Filling Arbitrary Connected Areas by Silent Robots with Minimum Visibility Range.

2018 
We study the uniform dispersal problem (also called the filling problem) in arbitrary connected areas. In the filling problem robots are injected one-by-one at \(k \ge 1\) Doors into an unknown area, subdivided into cells. The goal is to cover the area, i.e. each cell must be occupied by a robot. The robots are homogeneous, anonymous, autonomous, have limited visibility radius, limited persistent memory, and silent, i.e. do not use explicit communication.
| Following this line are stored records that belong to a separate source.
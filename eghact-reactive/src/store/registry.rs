//! Store Registry
//!
//! The registry is the application-scoped map from store names to stores.
//! It is an explicit object: every store is created against one, and
//! dropping the registry (and the store handles) tears everything down.
//!
//! The registry also owns what is shared between its stores:
//!
//! - the reactive [`Runtime`] they propagate through,
//! - the [`Clock`] used for timestamps,
//! - the configuration and its snapshot fingerprint,
//! - the devtools observers that receive every [`UpdateEvent`](crate::devtools::UpdateEvent).
//!
//! Snapshot capture and restore live here since they span all stores.

use std::any::{type_name, Any};
use std::sync::{Arc, Weak};

use indexmap::IndexMap;
use parking_lot::RwLock;
use serde_json::Value;
use tracing::{debug, warn};

use super::store::{HydrationState, Store, StoreInner, StoreValue};
use crate::clock::{Clock, SystemClock};
use crate::config::{ConfigFingerprint, DuplicatePolicy, RegistryConfig};
use crate::devtools::{ObserverHub, ObserverId, StoreObserver};
use crate::error::{Result, StateError};
use crate::reactive::Runtime;
use crate::snapshot::{HydrateOutcome, RestoreMode, RestoreReport, Snapshot, StoreState, CONFIG_KEY};

/// Type-erased view of a store, enough to snapshot and restore it.
pub(crate) trait ErasedStore: Send + Sync {
    fn name(&self) -> &str;
    fn type_name(&self) -> &'static str;
    fn export(&self) -> Option<StoreState>;
    fn hydrate(self: Arc<Self>, state: &StoreState, mode: RestoreMode) -> HydrateOutcome;
    fn go_live(&self);
    fn hydration_state(&self) -> HydrationState;
}

struct Entry {
    erased: Arc<dyn ErasedStore>,
    typed: Arc<dyn Any + Send + Sync>,
}

struct RegistryInner {
    runtime: Runtime,
    clock: Arc<dyn Clock>,
    hub: Arc<ObserverHub>,
    config: RwLock<RegistryConfig>,
    stores: RwLock<IndexMap<String, Entry>>,
}

/// Application-scoped collection of named stores.
///
/// Cloning shares the registry.
#[derive(Clone)]
pub struct Registry {
    inner: Arc<RegistryInner>,
}

/// Non-owning reference to a [`Registry`].
#[derive(Clone)]
pub struct WeakRegistry {
    inner: Weak<RegistryInner>,
}

impl WeakRegistry {
    pub fn upgrade(&self) -> Option<Registry> {
        self.inner.upgrade().map(|inner| Registry { inner })
    }
}

/// Builder for [`Registry`].
#[derive(Default)]
pub struct RegistryBuilder {
    runtime: Option<Runtime>,
    clock: Option<Arc<dyn Clock>>,
    config: RegistryConfig,
    observers: Vec<Arc<dyn StoreObserver>>,
}

impl RegistryBuilder {
    /// Share an existing runtime instead of creating one.
    pub fn runtime(mut self, runtime: Runtime) -> Self {
        self.runtime = Some(runtime);
        self
    }

    pub fn clock(mut self, clock: Arc<dyn Clock>) -> Self {
        self.clock = Some(clock);
        self
    }

    pub fn config(mut self, config: RegistryConfig) -> Self {
        self.config = config;
        self
    }

    pub fn duplicate_policy(mut self, policy: DuplicatePolicy) -> Self {
        self.config.duplicate_policy = policy;
        self
    }

    pub fn observer(mut self, observer: Arc<dyn StoreObserver>) -> Self {
        self.observers.push(observer);
        self
    }

    pub fn build(self) -> Registry {
        let hub = Arc::new(ObserverHub::default());
        for observer in self.observers {
            hub.add(observer);
        }
        Registry {
            inner: Arc::new(RegistryInner {
                runtime: self.runtime.unwrap_or_default(),
                clock: self.clock.unwrap_or_else(|| Arc::new(SystemClock)),
                hub,
                config: RwLock::new(self.config),
                stores: RwLock::new(IndexMap::new()),
            }),
        }
    }
}

impl Default for Registry {
    fn default() -> Self {
        Self::new()
    }
}

impl Registry {
    /// A registry with its own runtime, the system clock and default config.
    pub fn new() -> Self {
        Self::builder().build()
    }

    pub fn with_config(config: RegistryConfig) -> Self {
        Self::builder().config(config).build()
    }

    pub fn builder() -> RegistryBuilder {
        RegistryBuilder::default()
    }

    pub fn runtime(&self) -> &Runtime {
        &self.inner.runtime
    }

    pub(crate) fn clock(&self) -> &Arc<dyn Clock> {
        &self.inner.clock
    }

    pub(crate) fn hub(&self) -> &Arc<ObserverHub> {
        &self.inner.hub
    }

    /// Current time according to the registry's clock.
    pub fn now_ms(&self) -> u64 {
        self.inner.clock.now_ms()
    }

    pub fn downgrade(&self) -> WeakRegistry {
        WeakRegistry {
            inner: Arc::downgrade(&self.inner),
        }
    }

    /// Run `f` as one propagation pass (see [`Runtime::batch`]).
    pub fn batch<R>(&self, f: impl FnOnce() -> R) -> R {
        self.inner.runtime.batch(f)
    }

    // ------------------------------------------------------------------
    // Configuration
    // ------------------------------------------------------------------

    pub fn config(&self) -> RegistryConfig {
        self.inner.config.read().clone()
    }

    pub fn set_config(&self, config: RegistryConfig) {
        *self.inner.config.write() = config;
    }

    /// The part of the configuration carried by snapshots.
    pub fn fingerprint(&self) -> ConfigFingerprint {
        self.inner.config.read().fingerprint()
    }

    // ------------------------------------------------------------------
    // Stores
    // ------------------------------------------------------------------

    /// Insert the store produced by `build` under `name`, or resolve the
    /// name clash per the duplicate policy.
    pub(crate) fn register<T: StoreValue>(
        &self,
        name: &str,
        build: impl FnOnce() -> Arc<StoreInner<T>>,
    ) -> Result<Arc<StoreInner<T>>> {
        if name == CONFIG_KEY {
            return Err(StateError::Config(format!(
                "store name `{CONFIG_KEY}` is reserved"
            )));
        }

        let policy = self.inner.config.read().duplicate_policy;
        if let Some(entry) = self.inner.stores.read().get(name) {
            return resolve_existing(name, entry, policy);
        }

        // No lock held: a persistence backend may call back into the registry.
        let store = build();

        let mut stores = self.inner.stores.write();
        if let Some(entry) = stores.get(name) {
            debug!(store = %name, "store registered concurrently; dropping the new one");
            return resolve_existing(name, entry, policy);
        }
        stores.insert(
            name.to_string(),
            Entry {
                erased: store.clone(),
                typed: store.clone(),
            },
        );
        debug!(store = %name, value_type = type_name::<T>(), "store registered");
        Ok(store)
    }

    /// Look up a store by name.
    ///
    /// Fails with [`StateError::TypeMismatch`] if the store holds another type.
    pub fn store<T: StoreValue>(&self, name: &str) -> Result<Option<Store<T>>> {
        let stores = self.inner.stores.read();
        match stores.get(name) {
            Some(entry) => downcast(name, entry).map(|inner| Some(Store::from_inner(inner))),
            None => Ok(None),
        }
    }

    /// Registered store names, in creation order.
    pub fn names(&self) -> Vec<String> {
        self.inner.stores.read().keys().cloned().collect()
    }

    pub fn contains(&self, name: &str) -> bool {
        self.inner.stores.read().contains_key(name)
    }

    pub fn len(&self) -> usize {
        self.inner.stores.read().len()
    }

    pub fn is_empty(&self) -> bool {
        self.inner.stores.read().is_empty()
    }

    /// Forget a store. Existing handles keep working but the store is no
    /// longer captured or restored.
    pub fn remove(&self, name: &str) -> bool {
        let removed = self.inner.stores.write().shift_remove(name).is_some();
        if removed {
            debug!(store = %name, "store removed");
        }
        removed
    }

    pub fn hydration_state(&self, name: &str) -> Option<HydrationState> {
        self.erased(name).map(|store| store.hydration_state())
    }

    /// Mark every store `Live`; hydration is over.
    pub fn go_live(&self) {
        for store in self.erased_all() {
            store.go_live();
        }
    }

    fn erased(&self, name: &str) -> Option<Arc<dyn ErasedStore>> {
        self.inner
            .stores
            .read()
            .get(name)
            .map(|entry| Arc::clone(&entry.erased))
    }

    fn erased_all(&self) -> Vec<Arc<dyn ErasedStore>> {
        self.inner
            .stores
            .read()
            .values()
            .map(|entry| Arc::clone(&entry.erased))
            .collect()
    }

    // ------------------------------------------------------------------
    // Observers
    // ------------------------------------------------------------------

    pub fn add_observer(&self, observer: Arc<dyn StoreObserver>) -> ObserverId {
        self.inner.hub.add(observer)
    }

    pub fn remove_observer(&self, id: ObserverId) -> bool {
        self.inner.hub.remove(id)
    }

    pub fn observer_count(&self) -> usize {
        self.inner.hub.len()
    }

    // ------------------------------------------------------------------
    // Snapshots
    // ------------------------------------------------------------------

    /// Capture every exportable store plus the configuration fingerprint.
    pub fn capture(&self) -> Snapshot {
        let mut snapshot = Snapshot::new().with_config(self.fingerprint());
        for store in self.erased_all() {
            if let Some(state) = store.export() {
                snapshot.insert(store.name(), state);
            }
        }
        snapshot
    }

    /// Hydrate from `snapshot`, skipping entries older than their store.
    pub fn restore(&self, snapshot: &Snapshot) -> RestoreReport {
        self.restore_with(snapshot, RestoreMode::Monotonic)
    }

    /// Apply `snapshot` in one propagation pass.
    ///
    /// Never fails: unknown names, stale entries and undecodable values are
    /// listed in the report. Restores bypass middleware and are never saved
    /// to persistence, but subscribers and observers are notified.
    pub fn restore_with(&self, snapshot: &Snapshot, mode: RestoreMode) -> RestoreReport {
        let mut report = RestoreReport::default();
        if let Some(patch) = snapshot.config() {
            report.config_changed = patch.apply_to(&mut self.inner.config.write());
        }

        self.inner.runtime.batch(|| {
            for (name, state) in snapshot.stores() {
                match self.erased(name) {
                    Some(store) => report.record(name, store.hydrate(state, mode)),
                    None => {
                        debug!(store = %name, "snapshot entry has no registered store");
                        report.unknown.push(name.to_string());
                    }
                }
            }
        });

        debug!(
            ?mode,
            applied = report.applied.len(),
            stale = report.stale.len(),
            unknown = report.unknown.len(),
            invalid = report.invalid.len(),
            config_changed = report.config_changed,
            "snapshot restored"
        );
        report
    }

    /// Hydrate from snapshot JSON. Unparseable input restores nothing.
    pub fn restore_json(&self, text: &str) -> RestoreReport {
        match Snapshot::from_json(text) {
            Ok(snapshot) => self.restore(&snapshot),
            Err(err) => {
                warn!(error = %err, "ignoring unreadable snapshot");
                RestoreReport::default()
            }
        }
    }

    /// Devtools view of [`capture`](Self::capture).
    pub fn get_state(&self) -> Value {
        match self.capture().to_value() {
            Ok(value) => value,
            Err(err) => {
                warn!(error = %err, "snapshot could not be encoded");
                Value::Object(Default::default())
            }
        }
    }

    /// Devtools counterpart of [`get_state`](Self::get_state): a forced
    /// restore that ignores versions.
    pub fn set_state(&self, state: Value) -> RestoreReport {
        match Snapshot::from_value(state) {
            Ok(snapshot) => self.restore_with(&snapshot, RestoreMode::Force),
            Err(err) => {
                warn!(error = %err, "ignoring unreadable state");
                RestoreReport::default()
            }
        }
    }
}

fn resolve_existing<T: StoreValue>(
    name: &str,
    entry: &Entry,
    policy: DuplicatePolicy,
) -> Result<Arc<StoreInner<T>>> {
    match policy {
        DuplicatePolicy::Reject => Err(StateError::DuplicateStore(name.to_string())),
        DuplicatePolicy::ReturnExisting => {
            debug!(store = %name, "returning existing store");
            downcast(name, entry)
        }
    }
}

fn downcast<T: StoreValue>(name: &str, entry: &Entry) -> Result<Arc<StoreInner<T>>> {
    Arc::clone(&entry.typed)
        .downcast::<StoreInner<T>>()
        .map_err(|_| StateError::TypeMismatch {
            name: name.to_string(),
            existing: entry.erased.type_name(),
            requested: type_name::<T>(),
        })
}

impl std::fmt::Debug for Registry {
    fn fmt(&self, f: &mut std::fmt::Formatter<'_>) -> std::fmt::Result {
        f.debug_struct("Registry")
            .field("stores", &self.names())
            .field("observers", &self.observer_count())
            .field("config", &*self.inner.config.read())
            .finish()
    }
}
A fundamental question is how ‘weak’ those robots can be in terms of hardware requirements and still be able to solve the problem, which was initiated by Barrameda et al. [4]. In our previous paper [11] we presented an algorithm which solves the filling problem for orthogonal areas with O(1) bits of persistent memory, 1 hop visibility range and without explicit communication. The algorithm utilized the timing of movements and had O(n) runtime, where n is the number of cells in the area. In this paper, we generalize the problem for silent robots for an arbitrary connected area represented by a graph, while maintaining the 1 hop visibility range. The algorithm is collision-free, it terminates in \(O(k \cdot \varDelta \cdot n)\) rounds, and requires \(O(\varDelta \cdot \log k)\) bits of persistent memory, where \(\varDelta \) is the maximum degree of the graph.